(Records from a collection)
##########

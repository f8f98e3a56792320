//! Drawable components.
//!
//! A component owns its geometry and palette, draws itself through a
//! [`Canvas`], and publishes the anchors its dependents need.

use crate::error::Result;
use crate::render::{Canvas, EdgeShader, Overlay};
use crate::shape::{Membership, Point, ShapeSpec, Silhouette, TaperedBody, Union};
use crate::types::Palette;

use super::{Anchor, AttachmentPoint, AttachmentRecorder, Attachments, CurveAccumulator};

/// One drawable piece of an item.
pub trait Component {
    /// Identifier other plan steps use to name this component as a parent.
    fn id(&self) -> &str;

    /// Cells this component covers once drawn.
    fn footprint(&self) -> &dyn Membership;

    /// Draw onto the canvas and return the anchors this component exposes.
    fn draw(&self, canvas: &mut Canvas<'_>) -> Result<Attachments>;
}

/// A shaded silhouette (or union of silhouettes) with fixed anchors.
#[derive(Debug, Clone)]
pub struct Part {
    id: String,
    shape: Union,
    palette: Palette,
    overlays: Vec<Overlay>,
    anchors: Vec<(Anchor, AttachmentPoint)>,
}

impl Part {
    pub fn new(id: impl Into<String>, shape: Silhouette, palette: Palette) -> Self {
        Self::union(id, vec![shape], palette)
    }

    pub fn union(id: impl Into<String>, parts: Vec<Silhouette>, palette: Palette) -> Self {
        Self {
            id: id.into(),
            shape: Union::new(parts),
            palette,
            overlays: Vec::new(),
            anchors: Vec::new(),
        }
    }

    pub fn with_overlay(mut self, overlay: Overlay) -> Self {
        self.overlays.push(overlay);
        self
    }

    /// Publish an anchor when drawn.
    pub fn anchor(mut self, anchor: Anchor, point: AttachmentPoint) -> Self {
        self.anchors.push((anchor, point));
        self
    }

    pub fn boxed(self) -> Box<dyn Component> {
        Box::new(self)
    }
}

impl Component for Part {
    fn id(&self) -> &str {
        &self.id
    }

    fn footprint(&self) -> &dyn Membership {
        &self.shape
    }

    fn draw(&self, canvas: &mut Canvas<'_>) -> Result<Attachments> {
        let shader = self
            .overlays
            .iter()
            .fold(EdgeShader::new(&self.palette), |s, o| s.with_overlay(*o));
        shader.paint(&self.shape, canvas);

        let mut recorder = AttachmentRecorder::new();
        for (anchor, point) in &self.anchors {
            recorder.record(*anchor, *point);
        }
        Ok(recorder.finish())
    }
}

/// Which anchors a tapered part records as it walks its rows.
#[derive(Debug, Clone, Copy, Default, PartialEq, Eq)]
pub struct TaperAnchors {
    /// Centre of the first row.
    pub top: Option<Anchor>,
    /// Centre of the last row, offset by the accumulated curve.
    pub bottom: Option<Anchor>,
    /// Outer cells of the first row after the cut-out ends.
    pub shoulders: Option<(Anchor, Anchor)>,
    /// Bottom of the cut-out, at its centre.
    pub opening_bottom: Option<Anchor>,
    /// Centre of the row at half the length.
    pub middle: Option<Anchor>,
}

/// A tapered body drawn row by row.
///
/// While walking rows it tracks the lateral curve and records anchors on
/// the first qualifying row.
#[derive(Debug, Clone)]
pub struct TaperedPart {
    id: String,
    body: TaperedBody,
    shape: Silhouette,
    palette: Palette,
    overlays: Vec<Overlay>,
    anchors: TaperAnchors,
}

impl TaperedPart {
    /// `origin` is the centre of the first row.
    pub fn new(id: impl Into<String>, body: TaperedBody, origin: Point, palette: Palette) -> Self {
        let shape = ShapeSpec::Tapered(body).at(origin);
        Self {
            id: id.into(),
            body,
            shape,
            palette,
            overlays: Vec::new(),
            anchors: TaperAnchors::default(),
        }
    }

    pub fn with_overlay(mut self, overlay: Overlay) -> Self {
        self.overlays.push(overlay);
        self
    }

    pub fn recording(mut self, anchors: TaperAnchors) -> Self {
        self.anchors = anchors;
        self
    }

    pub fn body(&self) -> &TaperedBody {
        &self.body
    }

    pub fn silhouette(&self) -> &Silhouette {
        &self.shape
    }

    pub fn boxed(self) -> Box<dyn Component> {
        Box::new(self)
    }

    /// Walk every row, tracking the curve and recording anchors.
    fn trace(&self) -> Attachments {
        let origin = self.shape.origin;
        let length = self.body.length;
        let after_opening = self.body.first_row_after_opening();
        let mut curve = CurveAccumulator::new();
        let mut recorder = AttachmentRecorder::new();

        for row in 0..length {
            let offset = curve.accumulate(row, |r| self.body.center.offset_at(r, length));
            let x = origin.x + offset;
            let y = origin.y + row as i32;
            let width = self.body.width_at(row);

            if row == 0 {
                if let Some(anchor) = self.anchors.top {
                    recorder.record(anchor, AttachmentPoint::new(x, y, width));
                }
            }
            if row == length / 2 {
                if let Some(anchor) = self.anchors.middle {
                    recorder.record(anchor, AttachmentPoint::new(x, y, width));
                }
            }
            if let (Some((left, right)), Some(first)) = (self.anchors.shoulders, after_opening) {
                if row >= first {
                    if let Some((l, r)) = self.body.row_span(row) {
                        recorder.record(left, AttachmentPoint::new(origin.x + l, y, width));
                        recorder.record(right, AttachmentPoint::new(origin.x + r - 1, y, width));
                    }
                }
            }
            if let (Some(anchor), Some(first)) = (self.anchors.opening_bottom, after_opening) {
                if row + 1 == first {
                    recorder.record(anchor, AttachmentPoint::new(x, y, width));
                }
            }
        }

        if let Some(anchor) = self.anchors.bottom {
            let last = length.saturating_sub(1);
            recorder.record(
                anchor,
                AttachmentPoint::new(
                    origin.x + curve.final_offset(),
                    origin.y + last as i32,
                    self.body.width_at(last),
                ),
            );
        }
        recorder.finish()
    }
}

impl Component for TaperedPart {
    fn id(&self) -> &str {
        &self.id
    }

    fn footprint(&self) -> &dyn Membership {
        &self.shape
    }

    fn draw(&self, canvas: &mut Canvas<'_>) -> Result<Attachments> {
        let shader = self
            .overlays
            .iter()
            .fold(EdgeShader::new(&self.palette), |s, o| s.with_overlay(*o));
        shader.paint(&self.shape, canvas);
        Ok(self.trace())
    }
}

##########

▶ **EXERCISE DESCRIPTION**: Reproduce the entries above in full, so that each one reads exactly as before.

▶ **EXERCISE RESULT**:
repository f8f98e3a56792320
//! Drawable components.
//!
//! A component owns its geometry and palette, draws itself through a
//! [`Canvas`], and publishes the anchors its dependents need.

use crate::error::Result;
use crate::render::{Canvas, EdgeShader, Overlay};
use crate::shape::{Membership, Point, ShapeSpec, Silhouette, TaperedBody, Union};
use crate::types::Palette;

use super::{Anchor, AttachmentPoint, AttachmentRecorder, Attachments, CurveAccumulator};

/// One drawable piece of an item.
pub trait Component {
    /// Identifier other plan steps use to name this component as a parent.
    fn id(&self) -> &str;

    /// Cells this component covers once drawn.
    fn footprint(&self) -> &dyn Membership;

    /// Draw onto the canvas and return the anchors this component exposes.
    fn draw(&self, canvas: &mut Canvas<'_>) -> Result<Attachments>;
}

/// A shaded silhouette (or union of silhouettes) with fixed anchors.
#[derive(Debug, Clone)]
pub struct Part {
    id: String,
    shape: Union,
    palette: Palette,
    overlays: Vec<Overlay>,
    anchors: Vec<(Anchor, AttachmentPoint)>,
}

impl Part {
    pub fn new(id: impl Into<String>, shape: Silhouette, palette: Palette) -> Self {
        Self::union(id, vec![shape], palette)
    }

    pub fn union(id: impl Into<String>, parts: Vec<Silhouette>, palette: Palette) -> Self {
        Self {
            id: id.into(),
            shape: Union::new(parts),
            palette,
            overlays: Vec::new(),
            anchors: Vec::new(),
        }
    }

    pub fn with_overlay(mut self, overlay: Overlay) -> Self {
        self.overlays.push(overlay);
        self
    }

    /// Publish an anchor when drawn.
    pub fn anchor(mut self, anchor: Anchor, point: AttachmentPoint) -> Self {
        self.anchors.push((anchor, point));
        self
    }

    pub fn boxed(self) -> Box<dyn Component> {
        Box::new(self)
    }
}

impl Component for Part {
    fn id(&self) -> &str {
        &self.id
    }

    fn footprint(&self) -> &dyn Membership {
        &self.shape
    }

    fn draw(&self, canvas: &mut Canvas<'_>) -> Result<Attachments> {
        let shader = self
            .overlays
            .iter()
            .fold(EdgeShader::new(&self.palette), |s, o| s.with_overlay(*o));
        shader.paint(&self.shape, canvas);

        let mut recorder = AttachmentRecorder::new();
        for (anchor, point) in &self.anchors {
            recorder.record(*anchor, *point);
        }
        Ok(recorder.finish())
    }
}

/// Which anchors a tapered part records as it walks its rows.
#[derive(Debug, Clone, Copy, Default, PartialEq, Eq)]
pub struct TaperAnchors {
    /// Centre of the first row.
    pub top: Option<Anchor>,
    /// Centre of the last row, offset by the accumulated curve.
    pub bottom: Option<Anchor>,
    /// Outer cells of the first row after the cut-out ends.
    pub shoulders: Option<(Anchor, Anchor)>,
    /// Bottom of the cut-out, at its centre.
    pub opening_bottom: Option<Anchor>,
    /// Centre of the row at half the length.
    pub middle: Option<Anchor>,
}

/// A tapered body drawn row by row.
///
/// While walking rows it tracks the lateral curve and records anchors on
/// the first qualifying row.
#[derive(Debug, Clone)]
pub struct TaperedPart {
    id: String,
    body: TaperedBody,
    shape: Silhouette,
    palette: Palette,
    overlays: Vec<Overlay>,
    anchors: TaperAnchors,
}

impl TaperedPart {
    /// `origin` is the centre of the first row.
    pub fn new(id: impl Into<String>, body: TaperedBody, origin: Point, palette: Palette) -> Self {
        let shape = ShapeSpec::Tapered(body).at(origin);
        Self {
            id: id.into(),
            body,
            shape,
            palette,
            overlays: Vec::new(),
            anchors: TaperAnchors::default(),
        }
    }

    pub fn with_overlay(mut self, overlay: Overlay) -> Self {
        self.overlays.push(overlay);
        self
    }

    pub fn recording(mut self, anchors: TaperAnchors) -> Self {
        self.anchors = anchors;
        self
    }

    pub fn body(&self) -> &TaperedBody {
        &self.body
    }

    pub fn silhouette(&self) -> &Silhouette {
        &self.shape
    }

    pub fn boxed(self) -> Box<dyn Component> {
        Box::new(self)
    }

    /// Walk every row, tracking the curve and recording anchors.
    fn trace(&self) -> Attachments {
        let origin = self.shape.origin;
        let length = self.body.length;
        let after_opening = self.body.first_row_after_opening();
        let mut curve = CurveAccumulator::new();
        let mut recorder = AttachmentRecorder::new();

        for row in 0..length {
            let offset = curve.accumulate(row, |r| self.body.center.offset_at(r, length));
            let x = origin.x + offset;
            let y = origin.y + row as i32;
            let width = self.body.width_at(row);

            if row == 0 {
                if let Some(anchor) = self.anchors.top {
                    recorder.record(anchor, AttachmentPoint::new(x, y, width));
                }
            }
            if row == length / 2 {
                if let Some(anchor) = self.anchors.middle {
                    recorder.record(anchor, AttachmentPoint::new(x, y, width));
                }
            }
            if let (Some((left, right)), Some(first)) = (self.anchors.shoulders, after_opening) {
                if row >= first {
                    if let Some((l, r)) = self.body.row_span(row) {
                        recorder.record(left, AttachmentPoint::new(origin.x + l, y, width));
                        recorder.record(right, AttachmentPoint::new(origin.x + r - 1, y, width));
                    }
                }
            }
            if let (Some(anchor), Some(first)) = (self.anchors.opening_bottom, after_opening) {
                if row + 1 == first {
                    recorder.record(anchor, AttachmentPoint::new(x, y, width));
                }
            }
        }

        if let Some(anchor) = self.anchors.bottom {
            let last = length.saturating_sub(1);
            recorder.record(
                anchor,
                AttachmentPoint::new(
                    origin.x + curve.final_offset(),
                    origin.y + last as i32,
                    self.body.width_at(last),
                ),
            );
        }
        recorder.finish()
    }
}

impl Component for TaperedPart {
    fn id(&self) -> &str {
        &self.id
    }

    fn footprint(&self) -> &dyn Membership {
        &self.shape
    }

    fn draw(&self, canvas: &mut Canvas<'_>) -> Result<Attachments> {
        let shader = self
            .overlays
            .iter()
            .fold(EdgeShader::new(&self.palette), |s, o| s.with_overlay(*o));
        shader.paint(&self.shape, canvas);
        Ok(self.trace())
    }
}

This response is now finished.